The Wrong Boy by Suzy Zail
THERE are many books about the Holocaust written for youths, so when The Wrong Boy crossed my desk, I couldn't imagine what more needed to be said.
THERE are many books about the Holocaust written for young people. Hitler's Daughter by Jackie French, The Boy In The Striped Pyjamas by John Boyne and Then by Morris Gleitzman spring to mind as excellent examples.
So when The Wrong Boy crossed my desk, I couldn't imagine what more needed to be said.
Australian-born author and daughter of a Holocaust survivor, Zail writes in the first person of Hanna Mendel, 15, a girl living with her sister Erika and her parents in the Debrecen Jewish ghetto in Hungary.
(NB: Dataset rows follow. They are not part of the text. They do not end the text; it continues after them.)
//! End-to-end scenarios over the engine, store, and harness together: a straight-line
//! run to completion, a single streaming match, capacity enforcement, a rejected
//! racing commit, customer timeout, and taxi-mode vehicles (no fixed destination).

use std::sync::atomic::{AtomicBool, Ordering};
use std::sync::Arc;

use darp_core::engine::Engine;
use darp_core::feasibility::{chkcap, chktw};
use darp_core::harness::HarnessContext;
use darp_core::ids::{CustId, NodeId, Tick, VehlId};
use darp_core::insertion::sop_insert;
use darp_core::network::{GtreeOracle, RoadNetwork, ShortestPathOracle};
use darp_core::options::Options;
use darp_core::store::{CommitRequest, FleetStore};
use darp_core::telemetry::EventLog;
use darp_core::trip::{Customer, CustomerStatus, Point, Route, Schedule, Stop, StopType, Trip, Vehicle, VehicleStatus, Wayp};

fn line_network(n: usize, spacing_m: i64) -> GtreeOracle {
    let coords: Vec<Point> = (0..n)
        .map(|i| Point {
            lng: i as f64 * 0.001,
            lat: 0.0,
        })
        .collect();
    let edges: Vec<_> = (0..n - 1)
        .map(|i| (NodeId(i as u32), NodeId(i as u32 + 1), spacing_m))
        .collect();
    GtreeOracle::new(RoadNetwork::new(coords, &edges, false))
}

fn bare_vehicle(oracle: &GtreeOracle, id: u32, origin: u32, destination: u32, early: Tick, late: Tick, capacity: i32) -> Vehicle {
    let path = oracle.find_path(NodeId(origin), NodeId(destination));
    let mut data = Vec::with_capacity(path.len());
    let mut cumulative = 0;
    data.push(Wayp { dist: 0, node: NodeId(origin) });
    for pair in path.windows(2) {
        cumulative += oracle.distance(pair[0], pair[1]);
        data.push(Wayp { dist: cumulative, node: pair[1] });
    }
    Vehicle {
        trip: Trip {
            id: VehlId(id).into(),
            origin: NodeId(origin),
            destination: Some(NodeId(destination)),
            early,
            late: Some(late),
            load: -capacity,
        },
        id: VehlId(id),
        route: Route::new(VehlId(id), data),
        schedule: Schedule::new(
            VehlId(id),
            vec![
                Stop::new(VehlId(id).into(), NodeId(origin), StopType::VehlOrig, early, late),
                Stop::new(VehlId(id).into(), NodeId(destination), StopType::VehlDest, early, late),
            ],
        ),
        idx_last_visited_node: 0,
        next_node_distance: 0,
        queued: 0,
        status: VehicleStatus::Enroute,
    }
}

fn taxi_vehicle(id: u32, origin: u32, early: Tick, capacity: i32) -> Vehicle {
    Vehicle {
        trip: Trip {
            id: VehlId(id).into(),
            origin: NodeId(origin),
            destination: None,
            early,
            late: None,
            load: -capacity,
        },
        id: VehlId(id),
        route: Route::new(VehlId(id), vec![Wayp { dist: 0, node: NodeId(origin) }]),
        schedule: Schedule::new(
            VehlId(id),
            vec![
                Stop::new(VehlId(id).into(), NodeId(origin), StopType::VehlOrig, early, Tick::MAX),
                Stop::new(VehlId(id).into(), NodeId(origin), StopType::VehlDest, early, Tick::MAX),
            ],
        ),
        idx_last_visited_node: 0,
        next_node_distance: 0,
        queued: 0,
        status: VehicleStatus::Enroute,
    }
}

fn fast_options() -> Options {
    Options {
        path_to_roadnet: "unused.rnet".into(),
        path_to_edges: "unused.edges".into(),
        path_to_gtree: None,
        path_to_problem: "unused.instance".into(),
        path_to_solution: None,
        path_to_dataout: None,
        time_multiplier: 5_000,
        vehicle_speed: 10,
        matching_period: 30,
        strict_mode: false,
        static_mode: false,
        gps_timing: 1,
    }
}

/// Scenario A: a single vehicle with no customers drives its fixed route to
/// completion and the simulation terminates on its own.
#[test]
fn scenario_a_straight_line_route_runs_to_completion() {
    let oracle = Arc::new(line_network(5, 100));
    let vehicle = bare_vehicle(&oracle, 1, 0, 4, 0, 1000, 2);
    let store = Arc::new(FleetStore::new());
    store.insert_vehicle(vehicle);

    let done = Arc::new(AtomicBool::new(false));
    let oracle_dyn: Arc<dyn ShortestPathOracle> = oracle;
    let mut engine = Engine::new(fast_options(), oracle_dyn, store.clone(), done, 0, Tick::MAX);
    engine.run();

    let finished = store.vehicle(VehlId(1)).unwrap();
    assert_eq!(finished.status, VehicleStatus::Arrived);
    assert_eq!(store.active_vehicle_count(), 0);
}

/// Scenario B: a waiting customer is matched to the only candidate vehicle via
/// `sop_insert`, then the combined route runs to completion and the customer is
/// dropped off.
#[test]
fn scenario_b_matched_customer_is_picked_up_and_dropped_off() {
    let oracle = Arc::new(line_network(6, 100));
    let vehicle = bare_vehicle(&oracle, 1, 0, 5, 0, 10_000, 2);
    let cust = Customer::new(CustId(1), NodeId(1), NodeId(4), 0, 5_000, 1);
    let store = Arc::new(FleetStore::new());
    store.insert_vehicle(vehicle.clone());
    store.insert_customer(cust.clone());

    let (schedule, route, _cost) = sop_insert(&vehicle, &cust, oracle.as_ref());
    assert!(chkcap(vehicle.capacity(), &schedule, 0));
    assert!(chktw(&schedule, &route, 0, 10));

    let accepted = store.try_commit(CommitRequest {
        vehicle: VehlId(1),
        new_route: route,
        new_schedule: schedule,
        cust_ids_to_add: vec![CustId(1)],
        cust_ids_to_remove: vec![],
        now: 0,
        speed: 10,
        strict_mode: false,
    });
    assert!(accepted);

    let done = Arc::new(AtomicBool::new(false));
    let oracle_dyn: Arc<dyn ShortestPathOracle> = oracle;
    let mut engine = Engine::new(fast_options(), oracle_dyn, store.clone(), done, 0, Tick::MAX);
    engine.run();

    let finished_cust = store.customer(CustId(1)).unwrap();
    assert_eq!(finished_cust.status, CustomerStatus::Arrived);
    let finished_vehl = store.vehicle(VehlId(1)).unwrap();
    assert_eq!(finished_vehl.status, VehicleStatus::Arrived);
}

/// Scenario C: capacity enforcement. A two-seat vehicle already carrying one
/// passenger cannot accept a second customer whose pickup/dropoff would put it over
/// capacity while both are onboard.
#[test]
fn scenario_c_capacity_is_enforced_against_already_onboard_customers() {
    let oracle = line_network(6, 100);
    let mut vehicle = bare_vehicle(&oracle, 1, 0, 5, 0, 10_000, 1);
    // Simulate customer 9 already picked up (its CustOrig stop already removed, as
    // the stepper does on pickup): only a lone CustDest remains in the schedule.
    vehicle.schedule = Schedule::new(
        VehlId(1),
        vec![
            Stop::new(VehlId(1).into(), NodeId(0), StopType::VehlOrig, 0, 10_000),
            Stop::new(CustId(9).into(), NodeId(3), StopType::CustDest, 0, 10_000),
            Stop::new(VehlId(1).into(), NodeId(5), StopType::VehlDest, 0, 10_000),
        ],
    );

    let second = Customer::new(CustId(2), NodeId(1), NodeId(4), 0, 5_000, 1);
    let (schedule, _route, _cost) = sop_insert(&vehicle, &second, &oracle);
    // Capacity is 1; customer 9 is already onboard, so adding customer 2 while both
    // are in the vehicle must be rejected.
    assert!(!chkcap(vehicle.capacity(), &schedule, 1));
}

/// Property 6: a commit racing against a stepper update that has already advanced
/// the vehicle past a node the proposed route assumed was still ahead is rejected by
/// the synchronize check, not silently applied.
#[test]
fn property_6_commit_against_stale_position_is_rejected() {
    let oracle = line_network(6, 100);
    let vehicle = bare_vehicle(&oracle, 1, 0, 5, 0, 10_000, 2);
    let store = Arc::new(FleetStore::new());
    store.insert_vehicle(vehicle.clone());

    // Advance the vehicle's position out from under the proposal: the stepper has
    // moved lvn to 2, but `new_route`/`new_schedule` below are built assuming the
    // vehicle is still at index 0 in a route that's since changed length.
    store.update_idx_last_visited_node(VehlId(1), 2);

    let shorter_route = Route::new(VehlId(1), vec![Wayp { dist: 0, node: NodeId(0) }, Wayp { dist: 100, node: NodeId(1) }]);
    let shorter_schedule = Schedule::new(
        VehlId(1),
        vec![
            Stop::new(VehlId(1).into(), NodeId(0), StopType::VehlOrig, 0, 10_000),
            Stop::new(VehlId(1).into(), NodeId(1), StopType::VehlDest, 0, 10_000),
        ],
    );

    let accepted = store.try_commit(CommitRequest {
        vehicle: VehlId(1),
        new_route: shorter_route,
        new_schedule: shorter_schedule,
        cust_ids_to_add: vec![],
        cust_ids_to_remove: vec![],
        now: 0,
        speed: 10,
        strict_mode: false,
    });
    assert!(!accepted, "a route shorter than the vehicle's already-traveled index must be rejected");
}

/// Scenario E: an unmatched customer past its matching period is canceled, not left
/// waiting forever.
#[test]
fn scenario_e_unmatched_customer_times_out() {
    let store = FleetStore::new();
    let cust = Customer::new(CustId(1), NodeId(0), NodeId(1), 0, 1_000, 1);
    store.insert_customer(cust);

    let still_waiting = store.timeout_customers(10, 30);
    assert!(still_waiting.is_empty());

    let timed_out = store.timeout_customers(40, 30);
    assert_eq!(timed_out, vec![CustId(1)]);
    assert_eq!(store.customer(CustId(1)).unwrap().status, CustomerStatus::Canceled);
}

/// Scenario F: a taxi-mode vehicle (no fixed destination) can still be matched via
/// the same `sop_insert` kernel, extending its one-waypoint self-route.
#[test]
fn scenario_f_taxi_mode_vehicle_accepts_a_match() {
    let oracle = line_network(6, 100);
    let vehicle = taxi_vehicle(1, 2, 0, 2);
    assert!(vehicle.is_taxi_mode());

    let cust = Customer::new(CustId(1), NodeId(2), NodeId(5), 0, 5_000, 1);
    let (schedule, route, _cost) = sop_insert(&vehicle, &cust, &oracle);
    assert!(chkcap(vehicle.capacity(), &schedule, 0));
    assert!(chktw(&schedule, &route, 0, 10));
    assert!(schedule.len() > vehicle.schedule.len());
}

/// Harness round-trip: the streaming `assign` path logs both a route-commit and a
/// match-commit event when an event log is attached.
#[test]
fn harness_assign_logs_route_and_match_events() {
    let oracle = line_network(5, 100);
    let vehicle = bare_vehicle(&oracle, 1, 0, 4, 0, 1000, 2);
    let cust = Customer::new(CustId(1), NodeId(1), NodeId(3), 0, 500, 1);
    let store = Arc::new(FleetStore::new());
    store.insert_vehicle(vehicle.clone());
    store.insert_customer(cust.clone());

    let (schedule, route, _) = sop_insert(&vehicle, &cust, &oracle);

    let buf = Arc::new(std::sync::Mutex::new(Vec::new()));
    struct SharedBuf(Arc<std::sync::Mutex<Vec<u8>>>);
    impl std::io::Write for SharedBuf {
        fn write(&mut self, b: &[u8]) -> std::io::Result<usize> {
            self.0.lock().unwrap().write(b)
        }
        fn flush(&mut self) -> std::io::Result<()> {
            Ok(())
        }
    }
    let log = Arc::new(std::sync::Mutex::new(EventLog::new(SharedBuf(buf.clone()))));
    let done = Arc::new(AtomicBool::new(false));
    let ctx = HarnessContext::new(0, &store, &oracle, 10, &done).with_event_log(&log);

    let accepted = ctx.assign(VehlId(1), vec![CustId(1)], vec![], route, schedule);
    assert!(accepted);
    log.lock().unwrap().flush().unwrap();
    let text = String::from_utf8(buf.lock().unwrap().clone()).unwrap();
    assert!(text.contains("R 1"));
    assert!(text.contains("M 1 1"));
}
A straight-A student and talented pianist, she has always lived and played by the rules. But then the Nazis arrive, announce the ghetto is closing and the family will be "resettled''.
The long train journey in a cattle car leads them to Auschwitz-Birkenau.
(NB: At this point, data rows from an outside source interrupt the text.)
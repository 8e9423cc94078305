//! Feasibility kernel: time-window, capacity, and precedence checks.
//!
//! Grounded in `original_source/include/libcargo/functions.h`'s `chktw`/`chkpc`
//! declarations and the greedy example's call site (`chkcap(...) && chktw(...)`,
//! capacity checked first since it's the cheaper test). All three are pure and
//! cheaply composable: none mutate their inputs, all return a plain `bool`.

use crate::ids::{Load, Meters, Tick};
use crate::trip::{Route, Schedule, StopType};

/// Average speed in meters/tick, used to convert route distance into an ETA.
pub type Speed = Meters;

/// Time-window check: a merge-walk of the schedule against the route's cumulative
/// distances, O(|schedule| + |route|). `schedule` and `route` are different
/// sequences by construction — the route carries every waypoint along the shortest
/// path between consecutive stops, not just the stops themselves — so a stop's
/// distance is found by advancing a route pointer until it reaches that stop's node,
/// not by indexing both sequences in lockstep.
///
/// `reference_time` is the vehicle's current tick minus progress made since the last
/// node (i.e. the tick at which the vehicle was at `route.dist_at(0)`).
///
/// For an origin stop, arrival is clamped up to `early` (waiting is allowed). For a
/// destination stop (vehicle or customer), `arrival_time` must not exceed `late`.
pub fn chktw(schedule: &Schedule, route: &Route, reference_time: Tick, speed: Speed) -> bool {
    let speed = speed.max(1);
    let mut clamped_time = reference_time;
    let mut route_idx = 0usize;
    for i in 0..schedule.len() {
        let stop = schedule.at(i);
        while route_idx < route.len() && route.node_at(route_idx) != stop.loc {
            route_idx += 1;
        }
        if route_idx >= route.len() {
            return false; // route never reaches this stop's node
        }
        let travel_ticks = (route.dist_at(route_idx) / speed) as Tick;
        let mut arrival = reference_time.saturating_add(travel_ticks);
        // Waiting at an upstream stop delays every downstream arrival by the same
        // amount; track that via `clamped_time`, the latest of "true" arrival and
        // "we had to wait here" so far.
        arrival = arrival.max(clamped_time);
        if stop.is_origin() {
            clamped_time = arrival.max(stop.early);
        } else {
            if arrival > stop.late {
                return false;
            }
            clamped_time = arrival;
        }
    }
    true
}

/// Capacity check: running load starting from `current_load` (customers already
/// onboard), incremented at each `CustOrig`, decremented at each `CustDest`. Fails if
/// the load ever exceeds `capacity`.
pub fn chkcap(capacity: Load, schedule: &Schedule, current_load: Load) -> bool {
    let mut load = current_load;
    for i in 0..schedule.len() {
        match schedule.at(i).kind {
            StopType::CustOrig => {
                load += 1;
                if load > capacity {
                    return false;
                }
            }
            StopType::CustDest => load -= 1,
            StopType::VehlOrig | StopType::VehlDest => {}
        }
    }
    true
}

/// Precedence check: every customer's `CustOrig` must precede its `CustDest`.
pub fn chkpc(schedule: &Schedule) -> bool {
    use std::collections::HashMap;
    let mut seen_origin: HashMap<_, bool> = HashMap::new();
    for i in 0..schedule.len() {
        let stop = schedule.at(i);
        match stop.kind {
            StopType::CustOrig => {
                seen_origin.insert(stop.owner, true);
            }
            StopType::CustDest => {
                if !seen_origin.get(&stop.owner).copied().unwrap_or(false) {
                    return false;
                }
            }
            StopType::VehlOrig | StopType::VehlDest => {}
        }
    }
    true
}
Such is the writing style, I was hooked from the first page. Hannah's very ordinary account of the dirt the guards leave on her mother's rug, having to undress in front of strangers, and the separation from her beloved father at the camp make a big story very personal. Far from being the numbers they are referred to in the camp, the girls have dreams and plans for the future.
Although, as the title suggests, there is a love story woven into the plot involving the camp commander's son, no less, it doesn't pull any punches about the hard decisions inmates often had to make.
The only part left to the imagination is what happens to those who disappear. Older readers know the outcome but, for younger readers, it may not be so obvious.